I discussed this a few days ago with a mental health therapist. She was explaining the difference between a mental health therapist and a behavioral health therapists. In her line of work, she deals with young people diagnosed with conditions such as ADD, ADHD, OCD, and ODD. A behavioral therapist helps patients deal with the behaviors that occur from these conditions, but it does not cure the condition itself.
So the question is, when a person learns to manage their behaviors through medication and/or therapy, does the condition ever leave?
For example, a person with ADD may work very hard with treatment and get to the point where they no longer need therapy or medication, but does that mean they are no longer diagnosed with ADD?
This question made me think about my own mental health. I am not diagnosed with any mental health conditions, but through my life I have struggled with depression and anxiety. When I was a teenager, I struggled with depression off and on because of things that happened in my past. I would replay painful experiences over and over in my mind and relive the feelings. Back then, I didn’t know how to turn the thoughts off, so I would sink down deeper.
Anxiety causes my mind to be restless and filled with worried, fearful thoughts. Physically, it is hard for me to rest, sleep and sometimes eat when I’m feeling pressured. I know that anxiety, depression, and alcoholism runs on both sides of my family. Before I understood it, I would fall into the same negative behavior patterns-shutting down, panicking over situations, and drinking too much trying to cover up my emotions.
Through the years, I’ve started to understand what causes my anxiety/depression and how it affects my moods and decisions. I’ve taken steps towards overcoming my anxious behaviors as best I can. I’m learning to stop using alcohol as a coping device and work through my emotions in a healthy way. I try to keep my mind body and spirit filled with peace and positivity through prayer, worship and study, yoga, and music. I spend a lot of time in nature praying and meditating. I also try to be as physically active as possible to help the restlessness. My creative outlets- dance, music, and writing are really what keep me sane. These are not just things I enjoy but things I need in order to keep myself balanced and away from negative habits. I know my stress triggers and when I feel myself becoming overwhelmed, I try to step back and do what I need to do to re-balance myself.
In response to the question earlier, is the anxiety still there?

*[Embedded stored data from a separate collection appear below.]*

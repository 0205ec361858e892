//! Kalman filter for bounding box tracking using ndarray and nalgebra-based solves.

use ndarray::{Array1, Array2};

/// Chi-square 0.95 quantile for 4 degrees of freedom.
///
/// Gating threshold for the squared Mahalanobis distance of a 4-dim
/// (x, y, aspect, height) measurement against a track's predicted state.
pub const GATING_THRESHOLD: f64 = 9.4877;

/// Constant-velocity Kalman filter over the 8-dim state
/// `(cx, cy, aspect, height, vcx, vcy, va, vh)`.
///
/// Process and measurement noise are scaled by the current box height so
/// uncertainty grows with apparent object size.
#[derive(Debug, Clone)]
pub struct KalmanFilter {
    motion_mat: Array2<f64>,
    update_mat: Array2<f64>,
    std_weight_position: f64,
    std_weight_velocity: f64,
}

impl Default for KalmanFilter {
    fn default() -> Self {
        Self::new()
    }
}

impl KalmanFilter {
    pub fn new() -> Self {
        let ndim = 4;
        let mut motion_mat = Array2::eye(2 * ndim);
        for i in 0..ndim {
            motion_mat[[i, ndim + i]] = 1.0;
        }

        let mut update_mat = Array2::zeros((ndim, 2 * ndim));
        for i in 0..ndim {
            update_mat[[i, i]] = 1.0;
        }

        Self {
            motion_mat,
            update_mat,
            std_weight_position: 1.0 / 20.0,
            std_weight_velocity: 1.0 / 160.0,
        }
    }

    /// Create a track state distribution from an unassociated measurement
    /// in XYAH format. Velocities start at zero with high uncertainty.
    pub fn initiate(&self, measurement: [f64; 4]) -> (Array1<f64>, Array2<f64>) {
        let mut mean = Array1::zeros(8);
        for i in 0..4 {
            mean[i] = measurement[i];
        }

        let h = measurement[3];
        let std = [
            2.0 * self.std_weight_position * h,
            2.0 * self.std_weight_position * h,
            1e-2,
            2.0 * self.std_weight_position * h,
            10.0 * self.std_weight_velocity * h,
            10.0 * self.std_weight_velocity * h,
            1e-5,
            10.0 * self.std_weight_velocity * h,
        ];

        let mut cov = Array2::zeros((8, 8));
        for i in 0..8 {
            cov[[i, i]] = std[i] * std[i];
        }

        (mean, cov)
    }

    /// Run the prediction step, advancing the state one time step under the
    /// constant-velocity model and inflating the covariance with
    /// height-scaled process noise.
    pub fn predict(
        &self,
        mean: &Array1<f64>,
        covariance: &Array2<f64>,
    ) -> (Array1<f64>, Array2<f64>) {
        let h = mean[3];
        let std = [
            self.std_weight_position * h,
            self.std_weight_position * h,
            1e-2,
            self.std_weight_position * h,
            self.std_weight_velocity * h,
            self.std_weight_velocity * h,
            1e-5,
            self.std_weight_velocity * h,
        ];

        let mut motion_cov = Array2::zeros((8, 8));
        for i in 0..8 {
            motion_cov[[i, i]] = std[i] * std[i];
        }

        let new_mean = self.motion_mat.dot(mean);
        let new_covariance = self.motion_mat.dot(covariance).dot(&self.motion_mat.t()) + motion_cov;

        (new_mean, new_covariance)
    }

    /// Project the state distribution into measurement space (XYAH),
    /// adding height-scaled measurement noise.
    pub fn project(
        &self,
        mean: &Array1<f64>,
        covariance: &Array2<f64>,
    ) -> (Array1<f64>, Array2<f64>) {
        let h = mean[3];
        let std = [
            self.std_weight_position * h,
            self.std_weight_position * h,
            1e-1,
            self.std_weight_position * h,
        ];

        let mut innovation_cov = Array2::zeros((4, 4));
        for i in 0..4 {
            innovation_cov[[i, i]] = std[i] * std[i];
        }

        let mean_proj = self.update_mat.dot(mean);
        let covariance_proj =
            self.update_mat.dot(covariance).dot(&self.update_mat.t()) + innovation_cov;

        (mean_proj, covariance_proj)
    }

    /// Run the correction step for a matched measurement in XYAH format.
    ///
    /// Returns the prior unchanged if the innovation covariance is not
    /// invertible; a single skipped correction is preferable to aborting a
    /// video mid-stream.
    pub fn update(
        &self,
        mean: &Array1<f64>,
        covariance: &Array2<f64>,
        measurement: [f64; 4],
    ) -> (Array1<f64>, Array2<f64>) {
        let (projected_mean, projected_cov) = self.project(mean, covariance);

        let measurement_arr = Array1::from_vec(measurement.to_vec());
        let innovation = measurement_arr - projected_mean;

        // K = P * H^T * S^-1
        // Since H is [I 0], P * H^T is the first 4 columns of P (8x4).
        // S is projected_cov (4x4).

        // nalgebra handles the 4x4 inversion to avoid BLAS/LAPACK.
        let Some(s_inv) = invert_4x4(&projected_cov) else {
            return (mean.clone(), covariance.clone());
        };

        let pht = covariance.dot(&self.update_mat.t()); // 8x4
        let kalman_gain = pht.dot(&s_inv); // 8x4

        let new_mean = mean + kalman_gain.dot(&innovation);
        let new_covariance = covariance - kalman_gain.dot(&projected_cov).dot(&kalman_gain.t());

        (new_mean, new_covariance)
    }

    /// Squared Mahalanobis distance between the state distribution and a
    /// measurement in XYAH format.
    ///
    /// Computed via the Cholesky factor of the projected covariance; if the
    /// decomposition fails the pair is reported as infinitely far, which
    /// gates it out of association.
    pub fn gating_distance(
        &self,
        mean: &Array1<f64>,
        covariance: &Array2<f64>,
        measurement: [f64; 4],
    ) -> f64 {
        let (projected_mean, projected_cov) = self.project(mean, covariance);

        let mut s = nalgebra::Matrix4::zeros();
        for i in 0..4 {
            for j in 0..4 {
                s[(i, j)] = projected_cov[[i, j]];
            }
        }

        let d = nalgebra::Vector4::new(
            measurement[0] - projected_mean[0],
            measurement[1] - projected_mean[1],
            measurement[2] - projected_mean[2],
            measurement[3] - projected_mean[3],
        );

        let Some(chol) = nalgebra::Cholesky::new(s) else {
            return f64::INFINITY;
        };
        // Solve L z = d; the squared Mahalanobis distance is |z|^2.
        let Some(z) = chol.l().solve_lower_triangular(&d) else {
            return f64::INFINITY;
        };
        z.norm_squared()
    }
}

/// Invert a 4x4 matrix using nalgebra (pure Rust).
fn invert_4x4(m: &Array2<f64>) -> Option<Array2<f64>> {
    let mut nm = nalgebra::Matrix4::zeros();
    for i in 0..4 {
        for j in 0..4 {
            nm[(i, j)] = m[[i, j]];
        }
    }
    let inv = nm.try_inverse()?;
    let mut res = Array2::zeros((4, 4));
    for i in 0..4 {
        for j in 0..4 {
            res[[i, j]] = inv[(i, j)];
        }
    }
    Some(res)
}

#[cfg(test)]
mod tests {
    use super::*;
    use approx::assert_abs_diff_eq;

    #[test]
    fn test_initiate() {
        let kf = KalmanFilter::new();
        let (mean, _) = kf.initiate([100.0, 200.0, 0.5, 50.0]);
        assert_eq!(mean[0], 100.0);
        assert_eq!(mean[4], 0.0); // zero initial velocity
    }

    #[test]
    fn test_predict_advances_under_velocity() {
        let kf = KalmanFilter::new();
        let (mut mean, mut cov) = kf.initiate([100.0, 200.0, 0.5, 50.0]);
        mean[4] = 3.0; // vx

        let (next, next_cov) = kf.predict(&mean, &cov);
        assert_abs_diff_eq!(next[0], 103.0, epsilon = 1e-9);
        assert_abs_diff_eq!(next[1], 200.0, epsilon = 1e-9);
        // covariance inflates
        assert!(next_cov[[0, 0]] > cov[[0, 0]]);
        cov = next_cov;
        let (_, cov2) = kf.predict(&next, &cov);
        assert!(cov2[[0, 0]] > cov[[0, 0]]);
    }

    #[test]
    fn test_update_pulls_toward_measurement() {
        let kf = KalmanFilter::new();
        let (mean, cov) = kf.initiate([100.0, 200.0, 0.5, 50.0]);
        let (mean, cov) = kf.predict(&mean, &cov);

        let (corrected, corrected_cov) = kf.update(&mean, &cov, [110.0, 210.0, 0.5, 50.0]);
        assert!(corrected[0] > mean[0] && corrected[0] <= 110.0);
        assert!(corrected[1] > mean[1] && corrected[1] <= 210.0);
        // correction shrinks positional uncertainty
        assert!(corrected_cov[[0, 0]] < cov[[0, 0]]);
    }

    #[test]
    fn test_gating_distance_orders_by_plausibility() {
        let kf = KalmanFilter::new();
        let (mean, cov) = kf.initiate([100.0, 200.0, 0.5, 50.0]);
        let (mean, cov) = kf.predict(&mean, &cov);

        let near = kf.gating_distance(&mean, &cov, [102.0, 201.0, 0.5, 50.0]);
        let far = kf.gating_distance(&mean, &cov, [400.0, 500.0, 0.5, 50.0]);
        assert!(near < far);
        assert!(near < GATING_THRESHOLD);
        assert!(far > GATING_THRESHOLD);
    }
}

Occasionally a long period of time will go by where I feel very calm and peaceful then all of a sudden something will happen that throws me into panic mode or into that dark, heavy haze. Without realizing, I go back to those old behaviors-moving so fast that I can’t remember what I’m doing, drinking too much, and not able to sleep.
I used to be caught off guard when it resurfaced.I would be surprised because I thought I had dealt with the issue so it should be gone. It has taken time, experience, and maturity to understand that you cannot just cure or fix a person’s emotional/mental state. The condition is always there, but it might lay dormant until triggered.
My conclusion, Anxiety will always be a challenge for me because that’s just part of the way I am wired. At times I still have a tendency to worry too much, overthink situations, and stress myself out over small things, but I have learned positive coping devices to manage these behaviors. Anxiety may be a part of me, but I am not defined by it and it does not rule me. I am in control of my thoughts,emotions, and actions. When I hear the voices of negativity whispering to me, I choose not to listen. Instead I filled my mind with positive thoughts, affirmations, and scriptures.